Personal information
- Date of birth: 19 November 1980 (age 44)
- Place of birth: Ouagadougou, Upper Volta
- Height: 1.72 m (5 ft 8 in)
- Position(s): Attacking midfielder

Youth career
- 1989–1991: Porto

Senior career*
- Years: Team / Apps / (Gls)
- 1999–2001: ASFA Yennenga
- 2001–2003: Jeanne d'Arc / 42 / (6)
- 2003–2004: Braga / 4 / (0)
- 2004–2006: Portimonense / 23 / (0)
- 2006–2007: Olhanense / 24 / (2)
- 2007–2008: Ribeirão / 4 / (0)
- 2008–2008: Riffa Club
- 2008–2009: Portimonense / 22 / (4)
- 2009–2010: Mughan FK / 28 / (1)
- 2010–2011: União da Madeira / 10 / (2)
- 2011–2012: A.D. Camacha / 15 / (1)

International career
- 1999–2012: Burkina Faso / 33 / (5)

= Narcisse Yaméogo =

Burkinabé footballer

Narcisse Yaméogo (born 19 November 1980) is a Burkinabé former professional footballer who played as an attacking midfielder.

==Club career==
Born in Ouagadougou, Yaméogo began his career in his native Burkina Faso with ASFA Yennenga, before moving to Senegal with Jeanne d'Arc.

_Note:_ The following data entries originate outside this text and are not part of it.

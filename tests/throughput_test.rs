use std::net::SocketAddr;
use std::sync::atomic::{AtomicU64, AtomicUsize, Ordering};
use std::sync::{Arc, Mutex};
use std::time::Duration;

use axum::body::{Body, Bytes};
use axum::extract::{RawQuery, State};
use axum::http::HeaderMap;
use axum::routing::{get, post};
use axum::Router;
use futures::{stream, StreamExt};
use tokio::net::TcpListener;
use tokio::sync::mpsc;

use gspeed::{Server, ServerType, Settings, SpeedTest, TransferOptions};

const CHUNK: usize = 16 * 1024;
const CHUNKS_PER_RESPONSE: usize = 64;
const CHUNK_INTERVAL: Duration = Duration::from_millis(10);

#[derive(Default)]
struct Stats {
    active: AtomicUsize,
    peak: AtomicUsize,
    requests: AtomicUsize,
    received: AtomicU64,
    last_query: Mutex<Option<String>>,
    last_key: Mutex<Option<String>>,
}

struct ActiveGuard(Arc<Stats>);

impl ActiveGuard {
    fn enter(stats: Arc<Stats>) -> Self {
        let now = stats.active.fetch_add(1, Ordering::SeqCst) + 1;
        stats.peak.fetch_max(now, Ordering::SeqCst);
        stats.requests.fetch_add(1, Ordering::SeqCst);
        Self(stats)
    }
}

impl Drop for ActiveGuard {
    fn drop(&mut self) {
        self.0.active.fetch_sub(1, Ordering::SeqCst);
    }
}

/// Streams a fixed-size body at a fixed pace.
async fn serve_download(State(stats): State<Arc<Stats>>, RawQuery(query): RawQuery) -> Body {
    *stats.last_query.lock().unwrap() = query;
    let guard = ActiveGuard::enter(stats);
    let chunks = stream::unfold((guard, 0usize), |(guard, sent)| async move {
        if sent == CHUNKS_PER_RESPONSE {
            return None;
        }
        tokio::time::sleep(CHUNK_INTERVAL).await;
        Some((
            Ok::<_, std::io::Error>(Bytes::from(vec![7u8; CHUNK])),
            (guard, sent + 1),
        ))
    });
    Body::from_stream(chunks)
}

async fn serve_upload(State(stats): State<Arc<Stats>>, headers: HeaderMap, body: Body) -> &'static str {
    *stats.last_key.lock().unwrap() = headers
        .get("key")
        .and_then(|v| v.to_str().ok())
        .map(str::to_string);
    let _guard = ActiveGuard::enter(Arc::clone(&stats));
    let mut body = body.into_data_stream();
    while let Some(Ok(chunk)) = body.next().await {
        stats.received.fetch_add(chunk.len() as u64, Ordering::SeqCst);
    }
    "ok"
}

async fn start_server(stats: Arc<Stats>) -> (SocketAddr, tokio::task::JoinHandle<()>) {
    let app = Router::new()
        .route("/speed/File(1G).dl", get(serve_download))
        .route("/speedtest/download", get(serve_download))
        .route("/speedtest/upload", post(serve_upload))
        .with_state(stats);
    let listener = TcpListener::bind("127.0.0.1:0").await.unwrap();
    let addr = listener.local_addr().unwrap();
    let handle = tokio::spawn(async move {
        axum::serve(listener, app).await.unwrap();
    });
    (addr, handle)
}

fn engine() -> SpeedTest {
    SpeedTest::new(&Settings::default()).unwrap()
}

#[tokio::test(flavor = "multi_thread", worker_threads = 4)]
async fn test_download_holds_pool_at_concurrency() {
    let stats = Arc::new(Stats::default());
    let (addr, _handle) = start_server(Arc::clone(&stats)).await;
    let server = Server::new(addr.ip().to_string(), addr.port(), ServerType::Perception);

    let options = TransferOptions {
        silent: true,
        concurrency: 4,
        duration: Duration::from_secs(2),
        ..Default::default()
    };
    let result = engine().download(&server, &options, None).await.unwrap();

    let per_connection = CHUNK as f64 / CHUNK_INTERVAL.as_secs_f64();
    let expected = 4.0 * per_connection * options.duration.as_secs_f64();
    let total = result.total_bytes as f64;

    assert!(stats.peak.load(Ordering::SeqCst) <= 4);
    // Each response is ~640ms, so slots must have been refilled.
    assert!(stats.requests.load(Ordering::SeqCst) > 4);
    assert!(total > expected * 0.4, "total {} expected ~{}", total, expected);
    assert!(total < expected * 1.6, "total {} expected ~{}", total, expected);
    assert!(result.avg_mbps > 0.0);
}

#[tokio::test]
async fn test_download_sends_token_as_key_for_global_speed() {
    let stats = Arc::new(Stats::default());
    let (addr, _handle) = start_server(Arc::clone(&stats)).await;
    let server = Server::new(addr.ip().to_string(), addr.port(), ServerType::GlobalSpeed);

    let options = TransferOptions {
        silent: true,
        concurrency: 1,
        duration: Duration::from_millis(300),
        token: "tok123".to_string(),
        ..Default::default()
    };
    let result = engine().download(&server, &options, None).await.unwrap();

    assert!(result.total_bytes > 0);
    assert_eq!(stats.last_query.lock().unwrap().as_deref(), Some("key=tok123"));
}

#[tokio::test]
async fn test_download_publishes_progress_unless_silent() {
    let stats = Arc::new(Stats::default());
    let (addr, _handle) = start_server(Arc::clone(&stats)).await;
    let server = Server::new(addr.ip().to_string(), addr.port(), ServerType::Perception);
    let engine = engine();

    let mut options = TransferOptions {
        concurrency: 1,
        duration: Duration::from_millis(500),
        ..Default::default()
    };

    let (tx, mut rx) = mpsc::channel(64);
    engine.download(&server, &options, Some(tx)).await.unwrap();
    let mut seen = 0;
    while rx.recv().await.is_some() {
        seen += 1;
    }
    assert!(seen > 0);

    options.silent = true;
    let (tx, mut rx) = mpsc::channel(64);
    engine.download(&server, &options, Some(tx)).await.unwrap();
    assert!(rx.recv().await.is_none());
}

#[tokio::test(flavor = "multi_thread", worker_threads = 4)]
async fn test_upload_counts_sent_bytes() {
    let stats = Arc::new(Stats::default());
    let (addr, _handle) = start_server(Arc::clone(&stats)).await;
    let server = Server::new(addr.ip().to_string(), addr.port(), ServerType::Perception);

    for no_prealloc in [false, true] {
        stats.received.store(0, Ordering::SeqCst);
        let options = TransferOptions {
            silent: true,
            concurrency: 2,
            duration: Duration::from_millis(500),
            token: "secret".to_string(),
            no_prealloc,
            upload_size: 256 * 1024,
            ..Default::default()
        };
        let result = engine().upload(&server, &options, None).await.unwrap();

        let received = stats.received.load(Ordering::SeqCst);
        assert!(received > 0);
        assert!(result.total_bytes >= 256 * 1024);
        assert!(stats.peak.load(Ordering::SeqCst) <= 2);
        assert_eq!(stats.last_key.lock().unwrap().as_deref(), Some("secret"));
    }
}

#[tokio::test]
async fn test_unreachable_endpoint_reports_zero_without_error() {
    let listener = TcpListener::bind("127.0.0.1:0").await.unwrap();
    let addr = listener.local_addr().unwrap();
    drop(listener);
    let server = Server::new(addr.ip().to_string(), addr.port(), ServerType::Perception);

    let options = TransferOptions {
        silent: true,
        concurrency: 2,
        duration: Duration::from_millis(200),
        ..Default::default()
    };
    let result = engine().download(&server, &options, None).await.unwrap();
    assert_eq!(result.total_bytes, 0);
}

#[tokio::test]
async fn test_bad_token_header_is_returned() {
    let server = Server::new("127.0.0.1", 9, ServerType::GlobalSpeed);
    let options = TransferOptions {
        token: "line\nbreak".to_string(),
        ..Default::default()
    };
    assert!(engine().upload(&server, &options, None).await.is_err());
}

He then moved to Portugal, where he spent the majority of his career, playing for Braga, Portimonense, Olhanense, Ribeirão, C.F. União and A.D. Camacha, with short spells in Bahrain with Riffa S.C. and Azerbaijan with Mughan FK.

Following his retirement from playing, Yaméogo was an assistant coach of Gabon under manager Paulo Jorge Rebelo Duarte.
In April 2015, he was hired as an assistant coach of Club Sportif Sfaxien under manager Paulo Jorge Rebelo Duarte.

==International career==
Yaméogo represented Burkina Faso, with which he made his international debut in 1999. He was part of the Burkinabé 2002 African Nations Cup and was recalled for 2010 African Cup of Nations.